Le gouvernement Trudeau aurait pu faire adopter sans problème une législation sur les télédiffuseurs en ligne comme Netflix ou Disney+ s’il n’avait pas ambitionné en cours de route d’y inclure les autres réseaux sociaux tels que YouTube, estime le député Alain Rayes. En entrevue au Devoir, l’élu conservateur de la région de Victoriaville réfute l’idée qu’il existe un consensus québécois contre la position de son parti sur C-10. « J’ai rarement été interpellé par autant de gens à mon bureau que dans cet enjeu-là, par des citoyens qui sont inquiets. […] Ces gens-là ont le droit d’avoir une voix au Parlement. »
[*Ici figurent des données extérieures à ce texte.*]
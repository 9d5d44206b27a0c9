//! Sort descriptors.

use std::fmt;

use serde::{Deserialize, Serialize};

/// A key and a direction used to order results.
#[derive(Debug, Clone, PartialEq, Eq, Hash, Serialize, Deserialize)]
pub struct SortDescriptor {
    /// Key path to sort by.
    pub key: String,
    /// Whether the order is ascending.
    pub ascending: bool,
}

impl SortDescriptor {
    /// Creates an ascending sort descriptor.
    #[must_use]
    pub fn ascending(key: impl Into<String>) -> Self {
        Self {
            key: key.into(),
            ascending: true,
        }
    }

    /// Creates a descending sort descriptor.
    #[must_use]
    pub fn descending(key: impl Into<String>) -> Self {
        Self {
            key: key.into(),
            ascending: false,
        }
    }

    /// Parses a Django-style ordering key.
    ///
    /// Prefix with `-` for descending order: `"-created"` sorts newest
    /// first, `"name"` sorts ascending.
    #[must_use]
    pub fn parse(key: &str) -> Self {
        key.strip_prefix('-')
            .map_or_else(|| Self::ascending(key), Self::descending)
    }

    /// Returns the same key with the opposite direction.
    #[must_use]
    pub fn reversed(&self) -> Self {
        Self {
            key: self.key.clone(),
            ascending: !self.ascending,
        }
    }
}

impl fmt::Display for SortDescriptor {
    fn fmt(&self, f: &mut fmt::Formatter<'_>) -> fmt::Result {
        if self.ascending {
            write!(f, "{} ASC", self.key)
        } else {
            write!(f, "{} DESC", self.key)
        }
    }
}

/// Conversion into an ordered list of sort descriptors.
///
/// Lets `order_by` take a single descriptor or a sequence of them.
pub trait IntoSortDescriptors {
    /// Converts into sort descriptors, highest priority first.
    fn into_sort_descriptors(self) -> Vec<SortDescriptor>;
}

impl IntoSortDescriptors for SortDescriptor {
    fn into_sort_descriptors(self) -> Vec<SortDescriptor> {
        vec![self]
    }
}

impl IntoSortDescriptors for Vec<SortDescriptor> {
    fn into_sort_descriptors(self) -> Vec<SortDescriptor> {
        self
    }
}

impl<const N: usize> IntoSortDescriptors for [SortDescriptor; N] {
    fn into_sort_descriptors(self) -> Vec<SortDescriptor> {
        self.into()
    }
}

impl IntoSortDescriptors for &[SortDescriptor] {
    fn into_sort_descriptors(self) -> Vec<SortDescriptor> {
        self.to_vec()
    }
}

impl IntoSortDescriptors for &str {
    fn into_sort_descriptors(self) -> Vec<SortDescriptor> {
        vec![SortDescriptor::parse(self)]
    }
}

#[cfg(test)]
mod tests {
    use super::*;

    #[test]
    fn test_parse() {
        assert_eq!(SortDescriptor::parse("-created"), SortDescriptor::descending("created"));
        assert_eq!(SortDescriptor::parse("name"), SortDescriptor::ascending("name"));
    }

    #[test]
    fn test_reversed() {
        let d = SortDescriptor::ascending("age").reversed();
        assert_eq!(d.key, "age");
        assert!(!d.ascending);
    }

    #[test]
    fn test_display() {
        assert_eq!(SortDescriptor::ascending("name").to_string(), "name ASC");
        assert_eq!(SortDescriptor::descending("age").to_string(), "age DESC");
    }
}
Il ne se formalise pas de la motion unanime de l’Assemblée nationale en appui au projet de loi fédéral, puisqu’elle ne mentionnait que la culture québécoise, dont il assure être l’allié. Il demeure convaincu que le premier ministre François Legault serait d’accord avec sa position « qu’on devrait protéger la liberté d’expression ». « Dans ma circonscription, j’ai deux jeunes qui sont suivis par plus de 500 000 personnes sur YouTube. Ils produisent leur propre contenu, ils vivent de ça. Ils ne sont représentés par aucun des organismes que le ministre nous nomme sans arrêt. »
Dérives
De quoi les conservateurs sont-ils inquiets ? Le ministre répète que les partages des simples internautes ne sont pas visés par C-10. Le texte précise ne s’appliquer qu’aux entreprises de transmission sur Internet. L’avis juridique présenté vendredi confirme que les « utilisateurs non affiliés » aux plateformes ne sont pas visés. Les libéraux entendent même proposer des amendements pour préciser ce que le Conseil de la radiodiffusion et des télécommunications canadiennes (CRTC) demanderait aux plateformes : une transparence quant aux revenus, un partage de ces revenus et une meilleure mise en valeur du contenu canadien.
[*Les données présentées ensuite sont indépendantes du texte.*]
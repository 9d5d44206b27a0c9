//! # querykit
//!
//! Type-safe query construction for models.
//!
//! This crate provides:
//! - [`Attribute<T>`] handles naming a model's (possibly compound) key paths
//! - [`Expression`] and [`Predicate`] trees built from named comparison
//!   operators and AND/OR/NOT
//! - [`SortDescriptor`]s and collection aggregates (`@count`, `@sum`, ...)
//! - [`QuerySet`] for lazy, chainable queries executed by a [`FetchProvider`]
//!
//! ## Quick Start
//!
//! ```ignore
//! use querykit::{Model, QuerySet};
//! use querykit_derive::Model;
//!
//! #[derive(Clone, Model)]
//! struct Person {
//!     name: String,
//!     age: i64,
//!     is_active: bool,
//!     #[attribute(to_many)]
//!     books: Vec<Book>,
//! }
//!
//! fn example(people: QuerySet<Person>) -> querykit::Result<()> {
//!     let adults = people
//!         .filter(Person::age().greater_or_equal(18))
//!         .filter(Person::is_active())
//!         .order_by(Person::age().descending());
//!
//!     let prolific = adults.filter(Person::books().count().greater_than(3));
//!     let total = prolific.count()?;
//!     let oldest = adults.first()?;
//!
//!     Ok(())
//! }
//! ```
//!
//! ## Building Predicates
//!
//! ```
//! use querykit::Attribute;
//!
//! let name = Attribute::<String>::new("name");
//! let age = Attribute::<i64>::new("age");
//!
//! // AND / OR / NOT
//! let p = name.starts_with("K") & (age.between(18..65) | !age.is_in([1, 2, 3]));
//! assert_eq!(
//!     p.to_string(),
//!     "(name LIKE \"K*\") AND ((age BETWEEN {18, 65}) OR (NOT (age IN {1, 2, 3})))"
//! );
//! ```

pub mod aggregate;
mod attribute;
mod error;
mod expression;
mod model;
mod predicate;
mod provider;
mod queryset;
mod sort;
mod value;

pub use aggregate::{avg, count, max, min, sum, Collection, KeyPathOperator};
pub use attribute::Attribute;
pub use error::{BackendError, QueryError, Result};
pub use expression::Expression;
pub use model::{value_for_key_path, Model, Record, Relationship, Schema};
pub use predicate::{Comparison, ComparisonOperator, Predicate};
pub use provider::{FetchProvider, FetchRequest, Records};
pub use queryset::{Filter, QuerySet};
pub use sort::{IntoSortDescriptors, SortDescriptor};
pub use value::{ObjectRef, ToValue, Value};
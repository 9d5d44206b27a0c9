//! Wildcard patterns used by `LIKE`.

use regex::Regex;

/// Compiles a `LIKE` pattern into an anchored regex.
///
/// `*` matches any run of characters, `?` matches exactly one, and every
/// other character matches itself.
pub fn compile(pattern: &str) -> Result<Regex, regex::Error> {
    let mut source = String::from("(?s)^");
    for c in pattern.chars() {
        match c {
            '*' => source.push_str(".*"),
            '?' => source.push('.'),
            other => source.push_str(&regex::escape(other.encode_utf8(&mut [0; 4]))),
        }
    }
    source.push('$');
    Regex::new(&source)
}
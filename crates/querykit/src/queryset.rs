//! QuerySet implementation for lazy, chainable queries.
//!
//! QuerySets are lazy - they don't touch the fetch provider until you iterate
//! over them or call a method that evaluates the query (like `fetch_all()`,
//! `count()`, `first()`, etc.).

use std::fmt;
use std::ops::Range;
use std::sync::Arc;

use tracing::debug;

use crate::attribute::Attribute;
use crate::error::{QueryError, Result};
use crate::model::Model;
use crate::predicate::Predicate;
use crate::provider::{FetchProvider, FetchRequest, Records};
use crate::sort::{IntoSortDescriptors, SortDescriptor};

/// Something that can be used to filter or exclude records.
pub trait Filter {
    /// Returns the predicate records must satisfy to be kept by `filter`.
    fn into_filter(self) -> Predicate;

    /// Returns the predicate records must satisfy to be kept by `exclude`.
    fn into_exclusion(self) -> Predicate
    where
        Self: Sized,
    {
        !self.into_filter()
    }
}

impl Filter for Predicate {
    fn into_filter(self) -> Predicate {
        self
    }
}

/// `filter(flag)` keeps `flag == true`; `exclude(flag)` keeps `flag == false`.
impl Filter for &Attribute<bool> {
    fn into_filter(self) -> Predicate {
        self.equals(true)
    }

    fn into_exclusion(self) -> Predicate {
        self.equals(false)
    }
}

impl Filter for Attribute<bool> {
    fn into_filter(self) -> Predicate {
        (&self).into_filter()
    }

    fn into_exclusion(self) -> Predicate {
        (&self).into_exclusion()
    }
}

/// A lazy, chainable description of a query.
///
/// QuerySets are immutable - each method returns a new QuerySet with the
/// modification applied and leaves the receiver untouched, so intermediate
/// QuerySets can be shared and reused. All QuerySets derived from one another
/// share the same fetch provider.
///
/// # Example
///
/// ```ignore
/// use querykit::QuerySet;
///
/// let adults = people
///     .filter(Person::age().greater_or_equal(18))
///     .exclude(Person::is_banned())
///     .order_by(Person::age().descending());
///
/// let oldest = adults.first()?;
/// let total = adults.count()?;
/// ```
pub struct QuerySet<M> {
    provider: Arc<dyn FetchProvider<M>>,
    predicate: Option<Predicate>,
    sort_descriptors: Vec<SortDescriptor>,
    offset: usize,
    limit: Option<usize>,
}

// Manual Clone implementation to avoid M: Clone bound
impl<M> Clone for QuerySet<M> {
    fn clone(&self) -> Self {
        Self {
            provider: Arc::clone(&self.provider),
            predicate: self.predicate.clone(),
            sort_descriptors: self.sort_descriptors.clone(),
            offset: self.offset,
            limit: self.limit,
        }
    }
}

impl<M> fmt::Debug for QuerySet<M> {
    fn fmt(&self, f: &mut fmt::Formatter<'_>) -> fmt::Result {
        f.debug_struct("QuerySet")
            .field("predicate", &self.predicate)
            .field("sort_descriptors", &self.sort_descriptors)
            .field("offset", &self.offset)
            .field("limit", &self.limit)
            .finish_non_exhaustive()
    }
}

impl<M: Model> QuerySet<M> {
    /// Creates a QuerySet matching every record of the provider.
    pub fn new(provider: Arc<dyn FetchProvider<M>>) -> Self {
        Self {
            provider,
            predicate: None,
            sort_descriptors: Vec::new(),
            offset: 0,
            limit: None,
        }
    }

    /// Returns the accumulated predicate, if any.
    #[must_use]
    pub const fn predicate(&self) -> Option<&Predicate> {
        self.predicate.as_ref()
    }

    /// Returns the accumulated sort descriptors, highest priority first.
    #[must_use]
    pub fn sort_descriptors(&self) -> &[SortDescriptor] {
        &self.sort_descriptors
    }

    /// Returns the shared fetch provider.
    #[must_use]
    pub const fn provider(&self) -> &Arc<dyn FetchProvider<M>> {
        &self.provider
    }

    fn with_predicate(&self, predicate: Predicate) -> Self {
        let mut qs = self.clone();
        qs.predicate = Some(match qs.predicate.take() {
            Some(existing) => existing.and(predicate),
            None => predicate,
        });
        qs
    }

    /// Returns a QuerySet that also requires `filter` to hold.
    ///
    /// Multiple filters are combined with AND.
    #[must_use]
    pub fn filter(&self, filter: impl Filter) -> Self {
        self.with_predicate(filter.into_filter())
    }

    /// Returns a QuerySet without the records matching `filter`.
    #[must_use]
    pub fn exclude(&self, filter: impl Filter) -> Self {
        self.with_predicate(filter.into_exclusion())
    }

    /// Appends ordering. Later calls add lower-priority tie-breakers.
    ///
    /// # Example
    ///
    /// ```ignore
    /// // Order by age descending, then name ascending
    /// qs.order_by(Person::age().descending()).order_by("name")
    /// ```
    #[must_use]
    pub fn order_by(&self, descriptors: impl IntoSortDescriptors) -> Self {
        let mut qs = self.clone();
        qs.sort_descriptors.extend(descriptors.into_sort_descriptors());
        qs
    }

    /// Returns a QuerySet with every sort direction flipped.
    #[must_use]
    pub fn reverse(&self) -> Self {
        let mut qs = self.clone();
        qs.sort_descriptors = self.sort_descriptors.iter().map(SortDescriptor::reversed).collect();
        qs
    }

    /// Skips the first `n` results of this QuerySet.
    #[must_use]
    pub fn offset(&self, n: usize) -> Self {
        let mut qs = self.clone();
        qs.offset = self.offset.saturating_add(n);
        qs.limit = self.limit.map(|limit| limit.saturating_sub(n));
        qs
    }

    /// Keeps at most `n` results of this QuerySet.
    #[must_use]
    pub fn limit(&self, n: usize) -> Self {
        let mut qs = self.clone();
        qs.limit = Some(self.limit.map_or(n, |limit| limit.min(n)));
        qs
    }

    /// Restricts the QuerySet to the results at positions `range`.
    ///
    /// Ranges are relative to this QuerySet, so slicing a slice narrows it.
    #[must_use]
    pub fn slice(&self, range: Range<usize>) -> Self {
        let len = range.end.saturating_sub(range.start);
        self.offset(range.start).limit(len)
    }

    /// Builds the request handed to the fetch provider.
    #[must_use]
    pub fn fetch_request(&self) -> FetchRequest {
        FetchRequest {
            entity: M::ENTITY_NAME.to_string(),
            predicate: self.predicate.clone(),
            sort_descriptors: self.sort_descriptors.clone(),
            offset: self.offset,
            limit: self.limit,
        }
    }

    /// Executes the query and returns the matching records lazily.
    ///
    /// # Errors
    ///
    /// Returns `QueryError::Backend` if the provider rejects the query.
    pub fn iter(&self) -> Result<Records<'_, M>> {
        let request = self.fetch_request();
        debug!(entity = M::ENTITY_NAME, request = %request, "executing fetch");
        Ok(self.provider.execute(&request)?)
    }

    /// Executes the query and collects every matching record.
    ///
    /// # Errors
    ///
    /// Returns `QueryError::Backend` if the provider rejects the query.
    pub fn fetch_all(&self) -> Result<Vec<M>> {
        Ok(self.iter()?.collect())
    }

    /// Returns the number of matching records.
    ///
    /// # Errors
    ///
    /// Returns `QueryError::Backend` if the provider rejects the query.
    pub fn count(&self) -> Result<usize> {
        let request = self.fetch_request();
        debug!(entity = M::ENTITY_NAME, request = %request, "counting");
        Ok(self.provider.count(&request)?)
    }

    /// Returns whether any record matches.
    ///
    /// # Errors
    ///
    /// Returns `QueryError::Backend` if the provider rejects the query.
    pub fn exists(&self) -> Result<bool> {
        Ok(self.limit(1).count()? > 0)
    }

    /// Returns the first matching record, or `None` if nothing matches.
    ///
    /// # Errors
    ///
    /// Returns `QueryError::Backend` if the provider rejects the query.
    pub fn first(&self) -> Result<Option<M>> {
        let qs = self.limit(1);
        let first = qs.iter()?.next();
        Ok(first)
    }

    /// Returns the last matching record, or `None` if nothing matches.
    ///
    /// Ordered, unwindowed QuerySets fetch a single record with the ordering
    /// reversed; anything else walks the full result.
    ///
    /// # Errors
    ///
    /// Returns `QueryError::Backend` if the provider rejects the query.
    pub fn last(&self) -> Result<Option<M>> {
        if !self.sort_descriptors.is_empty() && self.offset == 0 && self.limit.is_none() {
            return self.reverse().first();
        }
        let last = self.iter()?.last();
        Ok(last)
    }

    /// Returns the record at `index`, or `None` if there are fewer results.
    ///
    /// # Errors
    ///
    /// Returns `QueryError::Backend` if the provider rejects the query.
    pub fn get(&self, index: usize) -> Result<Option<M>> {
        self.offset(index).first()
    }

    /// Returns exactly one matching record.
    ///
    /// # Errors
    ///
    /// Returns `QueryError::NotFound` if nothing matches,
    /// `QueryError::MultipleObjectsReturned` if more than one record matches,
    /// or `QueryError::Backend` if the provider rejects the query.
    pub fn get_one(&self) -> Result<M> {
        let qs = self.limit(2);
        let mut records = qs.iter()?;
        match (records.next(), records.next()) {
            (None, _) => Err(QueryError::NotFound),
            (Some(record), None) => Ok(record),
            (Some(_), Some(_)) => Err(QueryError::MultipleObjectsReturned),
        }
    }
}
J’ai rarement été interpellé par autant de gens à mon bureau que dans cet enjeu-là, par des citoyens qui sont inquiets. […] Ces gens-là ont le droit d’avoir une voix au Parlement.
Selon Alain Rayes, le CRTC pourrait abuser de son pouvoir en interprétant la future loi de manière à restreindre les discours des internautes influents, voire des politiciens. De plus, le contenu canadien peut difficilement être défini, fait-il valoir. En légiférant sur les algorithmes des réseaux sociaux pour améliorer la « découvrabilité » du contenu canadien, les experts universitaires qu’il consulte croient que cela ouvrirait « une brèche » pour d’éventuelles dérives autocratiques.
Plus de pouvoirs
« Déjà que le CRTC est critiqué pour l’utilisation de ses pouvoirs dans certains cas. Donc on lui donne encore plus de pouvoirs, sur lesquels il va décider dans neuf mois ce qu’il va faire avec. Et nous, à ce moment-là, on n’aura plus notre mot à dire. »
Le projet de loi C-10 pourrait ne jamais voir le jour si des élections venaient à être déclenchées avant son adoption, conséquence l’obstruction au comité parlementaire où M. Rayes a monopolisé le micro durant plus de 43 minutes la semaine dernière. « Je n’ai aucun malaise, quand je me couche le soir, d’avoir défendu la liberté d’expression, et d’avoir aidé la culture », soutient l’élu. Surtout, il insiste pour dire qu’il n’induit pas la population en erreur, comme l’ont accusé tour à tour le ministre Guilbeault et le premier ministre en Chambre, avant de se rétracter.